**Data under study**
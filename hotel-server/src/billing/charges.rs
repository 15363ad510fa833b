//! Charge arithmetic
//!
//! Pure functions over `Decimal`. Nothing in here touches the database.

use crate::db::models::{ExtraGuestCost, GuestAllowance};
use crate::utils::money::{to_decimal, to_f64, TAX_RATE_PERCENT};
use chrono::{DateTime, Utc};
use rust_decimal::Decimal;

/// Number of billable nights for a stay.
///
/// Any started night counts as a full night, and every stay is billed
/// for at least one.
pub fn stay_nights(check_in: DateTime<Utc>, check_out: DateTime<Utc>) -> i64 {
    const SECS_PER_NIGHT: i64 = 24 * 60 * 60;
    let secs = (check_out - check_in).num_seconds();
    if secs <= 0 {
        return 1;
    }
    let nights = (secs + SECS_PER_NIGHT - 1) / SECS_PER_NIGHT;
    nights.max(1)
}

/// Guests beyond the room type's allowance, never negative
pub fn extra_guests(booked: i32, allowed: i32) -> i32 {
    (booked - allowed).max(0)
}

/// Room charge breakdown
#[derive(Debug, Clone, Copy)]
pub struct RoomCharge {
    pub nights: i64,
    pub extra_adults: i32,
    pub extra_children: i32,
    pub total: Decimal,
}

/// Total room charge for a stay.
///
/// nightly price x nights, plus the per-night surcharge for every
/// guest beyond the room type's allowance.
pub fn room_charge(
    nightly_price: f64,
    nights: i64,
    num_adults: i32,
    num_children: i32,
    allowance: GuestAllowance,
    extra_cost: ExtraGuestCost,
) -> RoomCharge {
    let nights_dec = Decimal::from(nights);
    let extra_adults = extra_guests(num_adults, allowance.adults);
    let extra_children = extra_guests(num_children, allowance.children);

    let base = to_decimal(nightly_price) * nights_dec;
    let adult_surcharge = to_decimal(extra_cost.adult) * Decimal::from(extra_adults) * nights_dec;
    let child_surcharge =
        to_decimal(extra_cost.child) * Decimal::from(extra_children) * nights_dec;

    RoomCharge {
        nights,
        extra_adults,
        extra_children,
        total: base + adult_surcharge + child_surcharge,
    }
}

/// Flat-rate tax on an invoice subtotal
pub fn tax_amount(subtotal: Decimal) -> Decimal {
    subtotal * Decimal::from(TAX_RATE_PERCENT) / Decimal::from(100)
}

/// Sum a list of stored charge amounts
pub fn sum_charges<'a, I>(amounts: I) -> Decimal
where
    I: IntoIterator<Item = &'a f64>,
{
    amounts.into_iter().copied().map(to_decimal).sum()
}

/// Round a computed amount for storage
pub fn rounded(value: Decimal) -> f64 {
    to_f64(value)
}

#[cfg(test)]
mod tests {
    use super::*;
    use chrono::TimeZone;

    fn allowance() -> GuestAllowance {
        GuestAllowance {
            adults: 2,
            children: 1,
        }
    }

    fn extra_cost() -> ExtraGuestCost {
        ExtraGuestCost {
            adult: 10.0,
            child: 5.0,
        }
    }

    #[test]
    fn test_stay_nights_rounds_up() {
        let check_in = Utc.with_ymd_and_hms(2025, 3, 10, 14, 0, 0).unwrap();

        // Exactly 48 hours
        let two_nights = Utc.with_ymd_and_hms(2025, 3, 12, 14, 0, 0).unwrap();
        assert_eq!(stay_nights(check_in, two_nights), 2);

        // 48 hours and one minute starts a third night
        let just_over = Utc.with_ymd_and_hms(2025, 3, 12, 14, 1, 0).unwrap();
        assert_eq!(stay_nights(check_in, just_over), 3);
    }

    #[test]
    fn test_stay_nights_minimum_one() {
        let check_in = Utc.with_ymd_and_hms(2025, 3, 10, 14, 0, 0).unwrap();
        let same_day = Utc.with_ymd_and_hms(2025, 3, 10, 18, 0, 0).unwrap();
        assert_eq!(stay_nights(check_in, same_day), 1);
        assert_eq!(stay_nights(check_in, check_in), 1);
    }

    #[test]
    fn test_extra_guests_never_negative() {
        assert_eq!(extra_guests(3, 2), 1);
        assert_eq!(extra_guests(2, 2), 0);
        assert_eq!(extra_guests(1, 2), 0);
    }

    #[test]
    fn test_room_charge_with_surcharge() {
        // 200/night x 2 nights, one extra adult at 10/night
        let charge = room_charge(200.0, 2, 3, 0, allowance(), extra_cost());
        assert_eq!(charge.extra_adults, 1);
        assert_eq!(charge.extra_children, 0);
        assert_eq!(rounded(charge.total), 420.0);
    }

    #[test]
    fn test_room_charge_within_allowance() {
        let charge = room_charge(150.0, 3, 2, 1, allowance(), extra_cost());
        assert_eq!(charge.extra_adults, 0);
        assert_eq!(charge.extra_children, 0);
        assert_eq!(rounded(charge.total), 450.0);
    }

    #[test]
    fn test_invoice_totals() {
        // Room 420 + food 50 = 470 subtotal, 5% tax = 23.5, total 493.5
        let room = room_charge(200.0, 2, 3, 0, allowance(), extra_cost()).total;
        let food = sum_charges([30.0, 20.0].iter());
        let subtotal = room + food;
        assert_eq!(rounded(subtotal), 470.0);

        let tax = tax_amount(subtotal);
        assert_eq!(rounded(tax), 23.5);
        assert_eq!(rounded(subtotal + tax), 493.5);
    }

    #[test]
    fn test_tax_rounding() {
        // 5% of 470.15 is 23.5075, stored as 23.51
        let tax = tax_amount(to_decimal(470.15));
        assert_eq!(rounded(tax), 23.51);
    }
}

**What the task asks**
From the records above, copy every line that holds the word "stored".

**Your solution**
/// Sum a list of stored charge amounts
        // 5% of 470.15 is 23.5075, stored as 23.51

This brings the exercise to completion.